Abstract Discoidin Domain Receptor (DDR)-1 is activated by collagen. Nilotinib is a tyrosine kinase inhibitor that is FDA-approved for leukemia and potently inhibits DDR-1. Individuals diagnosed with mild-moderate Alzheimer’s disease (AD) treated with nilotinib (versus placebo) for 12 months showed reduction of amyloid plaque and cerebrospinal fluid (CSF) amyloid, and attenuation of dopamine catabolism and hippocampal volume loss. Unbiased next generation whole genome miRNA sequencing from CSF of AD patients was performed and miRNAs were matched with their corresponding mRNAs using gene ontology. Changes in CSF miRNAs were confirmed via measurement of CSF DDR1 activity, plasma levels of AD biomarkers, and breeding DDR1 knockout mice with a transgenic model of CNS vascular amyloidosis. Approximately 1050 miRNAs are detected in the CSF but only 17 miRNAs are specifically altered between baseline and 12-months treatment with nilotinib versus placebo. Treatment with nilotinib significantly reduces collagen and DDR1 gene expression (upregulated in AD brain), in association with inhibition of CSF DDR1. Pro-inflammatory cytokines, including interleukins and chemokines are reduced along with caspase-3 gene expression. Specific changes in vesicular transport, including the neurotransmitters dopamine and acetylcholine, and autophagy genes, including ATGs, indicate facilitation of autophagic flux and cellular trafficking.

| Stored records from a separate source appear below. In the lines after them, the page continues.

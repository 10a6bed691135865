//! # Typed Value Model
//!
//! Core type and value sums for pipeline data: `CType` describes the shape
//! of a data node, `CValue` is a value carrying its full type information.
//! Every `CValue` satisfies the invariant that its runtime structure matches
//! its declared inner type(s); constructors validate and the JSON codec
//! refuses to decode violations.
//!
//! ## Usage
//!
//! ```rust
//! use constellation::value::{CType, CValue};
//!
//! let scores = CValue::list(
//!     CType::Int,
//!     vec![CValue::int(3), CValue::int(7)],
//! ).unwrap();
//!
//! assert_eq!(scores.ctype(), CType::List(Box::new(CType::Int)));
//! ```
//!
//! ## Submodules
//!
//! | Module | Purpose |
//! |--------|---------|
//! | `codec` | Tagged JSON encoding/decoding |
//! | `raw` | Specialized unboxed representation for the evaluator |
//! | `lazy` | Deferred JSON conversion wrappers |
//! | `preview` | Human-readable value previews |

pub mod codec;
pub mod lazy;
pub mod preview;
pub mod raw;

pub use codec::{CodecError, CodecResult};
pub use lazy::{LazyJsonValue, LazyListValue, LazyProductValue};
pub use preview::value_preview;
pub use raw::RawValue;

use std::collections::BTreeMap;
use std::fmt;
use thiserror::Error;

/// Errors raised by value constructors when the requested value would
/// violate the type invariant.
#[derive(Error, Debug, Clone, PartialEq)]
pub enum ValueError {
    /// Value's type disagrees with the declared type
    #[error("type mismatch: expected {expected}, found {actual}")]
    TypeMismatch { expected: CType, actual: CType },

    /// Union tag is not a key of the variant map
    #[error("unknown union tag '{tag}'")]
    UnknownUnionTag { tag: String },

    /// Product field not declared in the structure
    #[error("field '{field}' not declared in product structure")]
    UnknownField { field: String },

    /// Product structure declares a field the value does not carry
    #[error("missing value for product field '{field}'")]
    MissingField { field: String },
}

/// Result type for value construction
pub type ValueResult<T> = Result<T, ValueError>;

/// The type of a data node: a structural, transitively-comparable sum.
#[derive(Debug, Clone, PartialEq, Eq, Hash)]
pub enum CType {
    /// UTF-8 string
    String,
    /// 64-bit signed integer
    Int,
    /// 64-bit IEEE 754 float
    Float,
    /// Boolean
    Boolean,
    /// Homogeneous ordered sequence
    List(Box<CType>),
    /// Ordered key/value entries
    Map(Box<CType>, Box<CType>),
    /// Unordered named field set
    Product(BTreeMap<String, CType>),
    /// Tagged alternative set
    Union(BTreeMap<String, CType>),
    /// Present-or-absent wrapper
    Optional(Box<CType>),
}

impl CType {
    /// Build a product type from field pairs
    pub fn product<I, S>(fields: I) -> CType
    where
        I: IntoIterator<Item = (S, CType)>,
        S: Into<String>,
    {
        CType::Product(fields.into_iter().map(|(n, t)| (n.into(), t)).collect())
    }

    /// Build a union type from variant pairs
    pub fn union<I, S>(variants: I) -> CType
    where
        I: IntoIterator<Item = (S, CType)>,
        S: Into<String>,
    {
        CType::Union(variants.into_iter().map(|(n, t)| (n.into(), t)).collect())
    }

    /// Build a list type
    pub fn list(element: CType) -> CType {
        CType::List(Box::new(element))
    }

    /// Build a map type
    pub fn map(key: CType, value: CType) -> CType {
        CType::Map(Box::new(key), Box::new(value))
    }

    /// Build an optional type
    pub fn optional(inner: CType) -> CType {
        CType::Optional(Box::new(inner))
    }

    /// Codec tag for this type ("CString", "CList", ...)
    pub fn tag(&self) -> &'static str {
        match self {
            CType::String => "CString",
            CType::Int => "CInt",
            CType::Float => "CFloat",
            CType::Boolean => "CBoolean",
            CType::List(_) => "CList",
            CType::Map(_, _) => "CMap",
            CType::Product(_) => "CProduct",
            CType::Union(_) => "CUnion",
            CType::Optional(_) => "COptional",
        }
    }
}

impl fmt::Display for CType {
    fn fmt(&self, f: &mut fmt::Formatter<'_>) -> fmt::Result {
        match self {
            CType::String => write!(f, "String"),
            CType::Int => write!(f, "Int"),
            CType::Float => write!(f, "Float"),
            CType::Boolean => write!(f, "Boolean"),
            CType::List(elem) => write!(f, "List<{elem}>"),
            CType::Map(k, v) => write!(f, "Map<{k}, {v}>"),
            CType::Product(fields) => {
                write!(f, "{{")?;
                for (i, (name, ty)) in fields.iter().enumerate() {
                    if i > 0 {
                        write!(f, ", ")?;
                    }
                    write!(f, "{name}: {ty}")?;
                }
                write!(f, "}}")
            }
            CType::Union(variants) => {
                write!(f, "Union<")?;
                for (i, (tag, ty)) in variants.iter().enumerate() {
                    if i > 0 {
                        write!(f, " | ")?;
                    }
                    write!(f, "{tag}: {ty}")?;
                }
                write!(f, ">")
            }
            CType::Optional(inner) => write!(f, "Optional<{inner}>"),
        }
    }
}

/// A typed value. Parallel to [`CType`]; every variant carries enough type
/// information to reconstruct its exact `CType` without context.
#[derive(Debug, Clone, PartialEq)]
pub enum CValue {
    /// String value
    String(String),
    /// 64-bit signed integer
    Int(i64),
    /// 64-bit IEEE 754 float
    Float(f64),
    /// Boolean
    Boolean(bool),
    /// Ordered sequence; element order is significant
    List {
        items: Vec<CValue>,
        element_type: CType,
    },
    /// Ordered entries; duplicate keys are permitted syntactically
    Map {
        entries: Vec<(CValue, CValue)>,
        key_type: CType,
        value_type: CType,
    },
    /// Named field set
    Product {
        fields: BTreeMap<String, CValue>,
        structure: BTreeMap<String, CType>,
    },
    /// Tagged alternative; `union_tag` is a key of `variants` and `inner`
    /// matches `variants[union_tag]`
    Union {
        inner: Box<CValue>,
        variants: BTreeMap<String, CType>,
        union_tag: String,
    },
    /// Present optional
    Some {
        inner: Box<CValue>,
        inner_type: CType,
    },
    /// Absent optional; carries its inner type explicitly
    None { inner_type: CType },
}

impl CValue {
    /// String constructor
    pub fn str(s: impl Into<String>) -> CValue {
        CValue::String(s.into())
    }

    /// Integer constructor
    pub fn int(i: i64) -> CValue {
        CValue::Int(i)
    }

    /// Float constructor
    pub fn float(x: f64) -> CValue {
        CValue::Float(x)
    }

    /// Boolean constructor
    pub fn boolean(b: bool) -> CValue {
        CValue::Boolean(b)
    }

    /// List constructor; every item must have exactly `element_type`
    pub fn list(element_type: CType, items: Vec<CValue>) -> ValueResult<CValue> {
        for item in &items {
            let actual = item.ctype();
            if actual != element_type {
                return Err(ValueError::TypeMismatch {
                    expected: element_type,
                    actual,
                });
            }
        }
        Ok(CValue::List {
            items,
            element_type,
        })
    }

    /// Map constructor; keys and values are checked against the entry types
    pub fn map(
        key_type: CType,
        value_type: CType,
        entries: Vec<(CValue, CValue)>,
    ) -> ValueResult<CValue> {
        for (k, v) in &entries {
            if k.ctype() != key_type {
                return Err(ValueError::TypeMismatch {
                    expected: key_type,
                    actual: k.ctype(),
                });
            }
            if v.ctype() != value_type {
                return Err(ValueError::TypeMismatch {
                    expected: value_type,
                    actual: v.ctype(),
                });
            }
        }
        Ok(CValue::Map {
            entries,
            key_type,
            value_type,
        })
    }

    /// Product constructor; fields must cover the structure exactly
    pub fn product(
        structure: BTreeMap<String, CType>,
        fields: BTreeMap<String, CValue>,
    ) -> ValueResult<CValue> {
        for name in fields.keys() {
            if !structure.contains_key(name) {
                return Err(ValueError::UnknownField {
                    field: name.clone(),
                });
            }
        }
        for (name, ty) in &structure {
            match fields.get(name) {
                None => {
                    return Err(ValueError::MissingField {
                        field: name.clone(),
                    })
                }
                Some(value) => {
                    let actual = value.ctype();
                    if actual != *ty {
                        return Err(ValueError::TypeMismatch {
                            expected: ty.clone(),
                            actual,
                        });
                    }
                }
            }
        }
        Ok(CValue::Product { fields, structure })
    }

    /// Union constructor; `tag` must name a variant and `inner` must match it
    pub fn union(
        variants: BTreeMap<String, CType>,
        tag: impl Into<String>,
        inner: CValue,
    ) -> ValueResult<CValue> {
        let tag = tag.into();
        let Some(expected) = variants.get(&tag) else {
            return Err(ValueError::UnknownUnionTag { tag });
        };
        let actual = inner.ctype();
        if actual != *expected {
            return Err(ValueError::TypeMismatch {
                expected: expected.clone(),
                actual,
            });
        }
        Ok(CValue::Union {
            inner: Box::new(inner),
            variants,
            union_tag: tag,
        })
    }

    /// Present-optional constructor; the inner type is derived from `inner`
    pub fn some(inner: CValue) -> CValue {
        let inner_type = inner.ctype();
        CValue::Some {
            inner: Box::new(inner),
            inner_type,
        }
    }

    /// Absent-optional constructor
    pub fn none(inner_type: CType) -> CValue {
        CValue::None { inner_type }
    }

    /// Derive the exact `CType` of this value
    pub fn ctype(&self) -> CType {
        match self {
            CValue::String(_) => CType::String,
            CValue::Int(_) => CType::Int,
            CValue::Float(_) => CType::Float,
            CValue::Boolean(_) => CType::Boolean,
            CValue::List { element_type, .. } => CType::List(Box::new(element_type.clone())),
            CValue::Map {
                key_type,
                value_type,
                ..
            } => CType::Map(Box::new(key_type.clone()), Box::new(value_type.clone())),
            CValue::Product { structure, .. } => CType::Product(structure.clone()),
            CValue::Union { variants, .. } => CType::Union(variants.clone()),
            CValue::Some { inner_type, .. } | CValue::None { inner_type } => {
                CType::Optional(Box::new(inner_type.clone()))
            }
        }
    }

    /// Borrow the string payload, if this is a string
    pub fn as_str(&self) -> Option<&str> {
        match self {
            CValue::String(s) => Some(s.as_str()),
            _ => None,
        }
    }

    /// Copy out the integer payload, if this is an int
    pub fn as_int(&self) -> Option<i64> {
        match self {
            CValue::Int(i) => Some(*i),
            _ => None,
        }
    }

    /// Copy out the float payload, if this is a float
    pub fn as_float(&self) -> Option<f64> {
        match self {
            CValue::Float(x) => Some(*x),
            _ => None,
        }
    }

    /// Copy out the boolean payload, if this is a boolean
    pub fn as_bool(&self) -> Option<bool> {
        match self {
            CValue::Boolean(b) => Some(*b),
            _ => None,
        }
    }

    /// Look up a product field by name
    pub fn field(&self, name: &str) -> Option<&CValue> {
        match self {
            CValue::Product { fields, .. } => fields.get(name),
            _ => None,
        }
    }

    /// True for the absent-optional variant
    pub fn is_none(&self) -> bool {
        matches!(self, CValue::None { .. })
    }
}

Specific genes that indicate vascular fibrosis, e.g. collagen and TGFs and vascular integrity (TIMPs) are altered by DDR1 inhibition with nilotinib. DDR1 knockout mice crossed with a model of vascular amyloidosis show similar reductions of collagen 4 levels and blood vessel thickness. Inhibition of DDR1 with nilotinib may be safe and effective adjunctive treatment strategy involving an oral drug that enters the CNS and adequately engages its target. DDR1 inhibition with nilotinib exhibits multi-modal effects not only on amyloid and tau clearance and dopamine neurotransmission but also on anti-inflammatory markers that may reduce cerebrovascular fibrosis.